A virada do placar, que chegou a ter diferença de 22 pontos, começou a cerca de dez minutos do segundo tempo, principalmente pela imposição do jogo brasileiro, de pivôs mais velozes e arremessadores mais lentos, mas convertendo arremessos de três pontos um atrás do outro (Oscar e Marcel somaram 77 pontos) e também com provocações, que desestabilizaram o conjunto norte-americano.

José Medalha, auxiliar do técnico Ari Vidal, lembrou que David Robinson já tinha a quarta falta no começo da segunda etapa.

- O técnico deles trabalhava substituindo a dupla de pivôs. Quando o Robinson teve de sair, quebrou o esquema. Depois, ele – que era a diferença - ainda fez a quinta falta. Começaram a entrar em desespero, os brasileiros a arremessar e acertar, chutar e correr, o Marcel a provocar – “Chuta, chuta!” E viramos.

Chutes atrás de chutes; e o basquete mudou

Medalha disse que acreditava na vitória porque tinha visto a partida dos Estados Unidos contra Porto Rico, que quase venceu.

- Estávamos muito preparados e podíamos surpreender. O Oscar tinha mais de 60% de aproveitamento de arremessos, o Marcel, mais de 50%... Ali, foi o marco mesmo do início do profissionalismo do basquete, com crédito maior, com patrocinadores começando a surgir...

O pivô Israel lembra que zoavam o auxiliar técnico (muito baixinho, perto dos atletas) dizendo: “Medalha, volta prá garrafa!”, porque ele acreditava na vitória sobre os Estados Unidos.  

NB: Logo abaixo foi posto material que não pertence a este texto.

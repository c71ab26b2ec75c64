//! The damage pipeline: how a packet of typed damage components lands on a
//! combatant.
//!
//! Order of application follows the 2024 rules: adjustments first (Stone's
//! Endurance), then resistance per type, then temp HP absorption, then real
//! HP, then Relentless Endurance. A reaction may fire at most once per
//! combatant per turn-cycle; the flag is released in `end_turn`.

use crate::dice::eval_dice;
use crate::models::{CombatState, Condition, DamageType, GiantAncestry, ResourceKind, Side};
use rand::Rng;

/// One typed component of a damage packet.
pub type DamageComponent = (i32, DamageType);

/// Apply a full damage packet to `target`, mutating state. Returns the
/// actual HP lost after absorption and survival clauses.
///
/// `allow_reactions` is false for nested packets (e.g. Storm's Thunder
/// retaliation) so a reaction can never trigger another reaction.
pub fn apply_attack_damage<R: Rng>(
    state: &mut CombatState,
    target: Side,
    components: &[DamageComponent],
    rng: &mut R,
    allow_reactions: bool,
) -> i32 {
    // Step 1: sum raw damage across all components.
    let raw_total: i32 = components.iter().map(|&(amount, _)| amount).sum();

    // Step 2: Stone's Endurance, a flat reduction on the raw total.
    let mut reduction = 0;
    if allow_reactions && !state.combatant(target).turn.reaction_used {
        let defender = state.combatant(target);
        if defender.giant_ancestry == Some(GiantAncestry::Stone)
            && defender.resource_available(ResourceKind::StonesEndurance)
        {
            let con_mod = defender.con_mod();
            let roll = eval_dice("1d12", rng).expect("valid dice literal");
            reduction = (roll.total + con_mod).max(0);

            let defender = state.combatant_mut(target);
            defender.spend_resource(ResourceKind::StonesEndurance);
            defender.turn.reaction_used = true;
            let name = defender.name.clone();
            state.log(format!(
                "  {name} uses Stone's Endurance, reducing {raw_total} by {reduction}"
            ));
        }
    }

    // Step 3: distribute the reduction proportionally across components.
    let adjusted_total = (raw_total - reduction).max(0);
    let ratio = if raw_total > 0 && adjusted_total > 0 {
        adjusted_total as f64 / raw_total as f64
    } else {
        0.0
    };

    // Step 4: resistance per type on the adjusted amounts.
    let mut total = 0;
    for &(amount, damage_type) in components {
        let mut adjusted = (amount as f64 * ratio).round() as i32;
        let resisted = state
            .combatant(target)
            .active_effects
            .iter()
            .any(|e| e.damage_resistance.contains(&damage_type));
        if resisted {
            adjusted /= 2;
        }
        total += adjusted;
    }

    // Step 5: Storm's Thunder retaliation against the attacker.
    if allow_reactions && total > 0 && !state.combatant(target).turn.reaction_used {
        let defender = state.combatant(target);
        if defender.giant_ancestry == Some(GiantAncestry::Storm)
            && defender.resource_available(ResourceKind::StormsThunder)
        {
            let defender = state.combatant_mut(target);
            defender.spend_resource(ResourceKind::StormsThunder);
            defender.turn.reaction_used = true;
            let defender_name = defender.name.clone();

            let thunder = eval_dice("1d8", rng).expect("valid dice literal");
            let actual = apply_attack_damage(
                state,
                target.opponent(),
                &[(thunder.total, DamageType::Thunder)],
                rng,
                false,
            );
            let attacker_name = state.combatant(target.opponent()).name.clone();
            state.log(format!(
                "  {defender_name} Storm's Thunder! {attacker_name} takes {actual} thunder damage"
            ));
        }
    }

    // Step 6: temp HP absorbs first, then real HP.
    let defender = state.combatant_mut(target);
    let hp_before = defender.current_hp;
    if defender.temp_hp > 0 {
        let absorbed = defender.temp_hp.min(total);
        defender.temp_hp -= absorbed;
        total -= absorbed;
    }
    defender.current_hp = (defender.current_hp - total).max(0);

    // Step 7: Relentless Endurance fires exactly once, on the 0-HP case.
    if defender.current_hp == 0 && defender.resource_available(ResourceKind::RelentlessEndurance) {
        defender.spend_resource(ResourceKind::RelentlessEndurance);
        defender.current_hp = 1;
        let name = defender.name.clone();
        state.log(format!(
            "  {name} uses Relentless Endurance! Drops to 1 HP instead of 0!"
        ));
    }

    hp_before - state.combatant(target).current_hp
}

/// Single-type convenience wrapper.
pub fn apply_damage<R: Rng>(
    state: &mut CombatState,
    target: Side,
    amount: i32,
    damage_type: DamageType,
    rng: &mut R,
) -> i32 {
    apply_attack_damage(state, target, &[(amount, damage_type)], rng, true)
}

/// Knock a combatant prone unless it already is.
pub fn knock_prone(state: &mut CombatState, target: Side) {
    state.combatant_mut(target).conditions.insert(Condition::Prone);
}

#[cfg(test)]
mod tests {
    use super::*;
    use crate::models::{AbilityScores, ActiveEffect, Combatant, Resource};
    use rand::rngs::StdRng;
    use rand::SeedableRng;

    fn dummy(name: &str, hp: i32) -> Combatant {
        Combatant::new(name, AbilityScores::default(), hp, 10)
    }

    fn state_with(a: Combatant, b: Combatant) -> CombatState {
        CombatState::new(a, b, 5, false)
    }

    #[test]
    fn plain_damage_reduces_hp() {
        let mut state = state_with(dummy("A", 20), dummy("B", 20));
        let mut rng = StdRng::seed_from_u64(1);
        let lost = apply_damage(&mut state, Side::B, 7, DamageType::Slashing, &mut rng);
        assert_eq!(lost, 7);
        assert_eq!(state.b.current_hp, 13);
    }

    #[test]
    fn damage_floors_at_zero_hp() {
        let mut state = state_with(dummy("A", 20), dummy("B", 5));
        let mut rng = StdRng::seed_from_u64(1);
        let lost = apply_damage(&mut state, Side::B, 50, DamageType::Slashing, &mut rng);
        assert_eq!(lost, 5);
        assert_eq!(state.b.current_hp, 0);
    }

    #[test]
    fn temp_hp_absorbs_before_real_hp() {
        let mut b = dummy("B", 20);
        b.gain_temp_hp(5);
        let mut state = state_with(dummy("A", 20), b);
        let mut rng = StdRng::seed_from_u64(1);

        let lost = apply_damage(&mut state, Side::B, 8, DamageType::Piercing, &mut rng);
        assert_eq!(state.b.temp_hp, 0);
        assert_eq!(state.b.current_hp, 17);
        assert_eq!(lost, 3, "only damage past temp HP counts as HP lost");

        // Temp HP fully exhausted before HP loss begins.
        let mut b = dummy("B", 20);
        b.gain_temp_hp(10);
        let mut state = state_with(dummy("A", 20), b);
        apply_damage(&mut state, Side::B, 4, DamageType::Piercing, &mut rng);
        assert_eq!(state.b.temp_hp, 6);
        assert_eq!(state.b.current_hp, 20);
    }

    #[test]
    fn resistance_halves_per_component() {
        let mut b = dummy("B", 50);
        b.active_effects.push(ActiveEffect {
            name: "Rage".into(),
            damage_resistance: vec![
                DamageType::Bludgeoning,
                DamageType::Piercing,
                DamageType::Slashing,
            ],
            rage_damage_bonus: 2,
            ..ActiveEffect::default()
        });
        let mut state = state_with(dummy("A", 20), b);
        let mut rng = StdRng::seed_from_u64(1);

        // 9 slashing is halved to 4; 10 fire passes through.
        let lost = apply_attack_damage(
            &mut state,
            Side::B,
            &[(9, DamageType::Slashing), (10, DamageType::Fire)],
            &mut rng,
            true,
        );
        assert_eq!(lost, 14);
    }

    #[test]
    fn relentless_endurance_fires_once() {
        let mut b = dummy("B", 10);
        b.resources
            .insert(ResourceKind::RelentlessEndurance, Resource::new(1));
        let mut state = state_with(dummy("A", 20), b);
        let mut rng = StdRng::seed_from_u64(1);

        let lost = apply_damage(&mut state, Side::B, 30, DamageType::Slashing, &mut rng);
        assert_eq!(state.b.current_hp, 1, "survives at exactly 1 HP");
        assert_eq!(lost, 9);
        assert!(!state.b.resource_available(ResourceKind::RelentlessEndurance));

        apply_damage(&mut state, Side::B, 30, DamageType::Slashing, &mut rng);
        assert_eq!(state.b.current_hp, 0, "second lethal hit is final");
    }

    #[test]
    fn stones_endurance_reduces_and_spends_reaction() {
        let mut b = dummy("B", 100);
        b.giant_ancestry = Some(GiantAncestry::Stone);
        b.resources
            .insert(ResourceKind::StonesEndurance, Resource::new(2));
        let mut state = state_with(dummy("A", 20), b);
        let mut rng = StdRng::seed_from_u64(7);

        let lost = apply_damage(&mut state, Side::B, 20, DamageType::Slashing, &mut rng);
        assert!(lost < 20, "reduction must lower the damage taken");
        assert!(state.b.turn.reaction_used);
        assert_eq!(state.b.resource(ResourceKind::StonesEndurance).unwrap().current, 1);

        // Reaction already used: second packet this turn-cycle is unreduced.
        let lost = apply_damage(&mut state, Side::B, 20, DamageType::Slashing, &mut rng);
        assert_eq!(lost, 20);
        assert_eq!(state.b.resource(ResourceKind::StonesEndurance).unwrap().current, 1);
    }

    #[test]
    fn storms_thunder_retaliates_without_chaining() {
        let mut b = dummy("B", 100);
        b.giant_ancestry = Some(GiantAncestry::Storm);
        b.resources
            .insert(ResourceKind::StormsThunder, Resource::new(2));
        // Attacker is also a storm goliath; the nested packet must not let
        // it react back.
        let mut a = dummy("A", 100);
        a.giant_ancestry = Some(GiantAncestry::Storm);
        a.resources
            .insert(ResourceKind::StormsThunder, Resource::new(2));
        let mut state = state_with(a, b);
        let mut rng = StdRng::seed_from_u64(3);

        apply_damage(&mut state, Side::B, 10, DamageType::Slashing, &mut rng);
        assert!(state.a.current_hp < 100, "attacker takes thunder damage");
        assert!(state.b.turn.reaction_used);
        assert_eq!(
            state.a.resource(ResourceKind::StormsThunder).unwrap().current,
            2,
            "nested packet must not trigger the attacker's reaction"
        );
    }
}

No segundo tempo, o Brasil deslanchou, com muita velocidade e arremessadores como Oscar e Marcel brecando na linha de sete metros para arremessar de três pontos.

As cestas foram caindo e a seleção brasileira do técnico Ari Vidal (que, no vestiário, havia dito apenas “joguem o jogo”, segundo crônica lida por Marcel no almoço comemorativo) foi campeã diante da estatelada plateia em Indianápolis.

O “impensável”... aconteceu

Gerson lembra que no fim do jogo “era só alegria na cara de cada um”, depois de verem o desespero dos norte-americanos por estarem perdendo em casa.

- Recuperamos um placar de mais de 20 pontos e, a três minutos do fim, a gente sabia que não perdia mais. Mas, para os Estados Unidos... Era impensável.

Israel lembra bem quando, a oito minutos do segundo tempo, “mudou tudo”.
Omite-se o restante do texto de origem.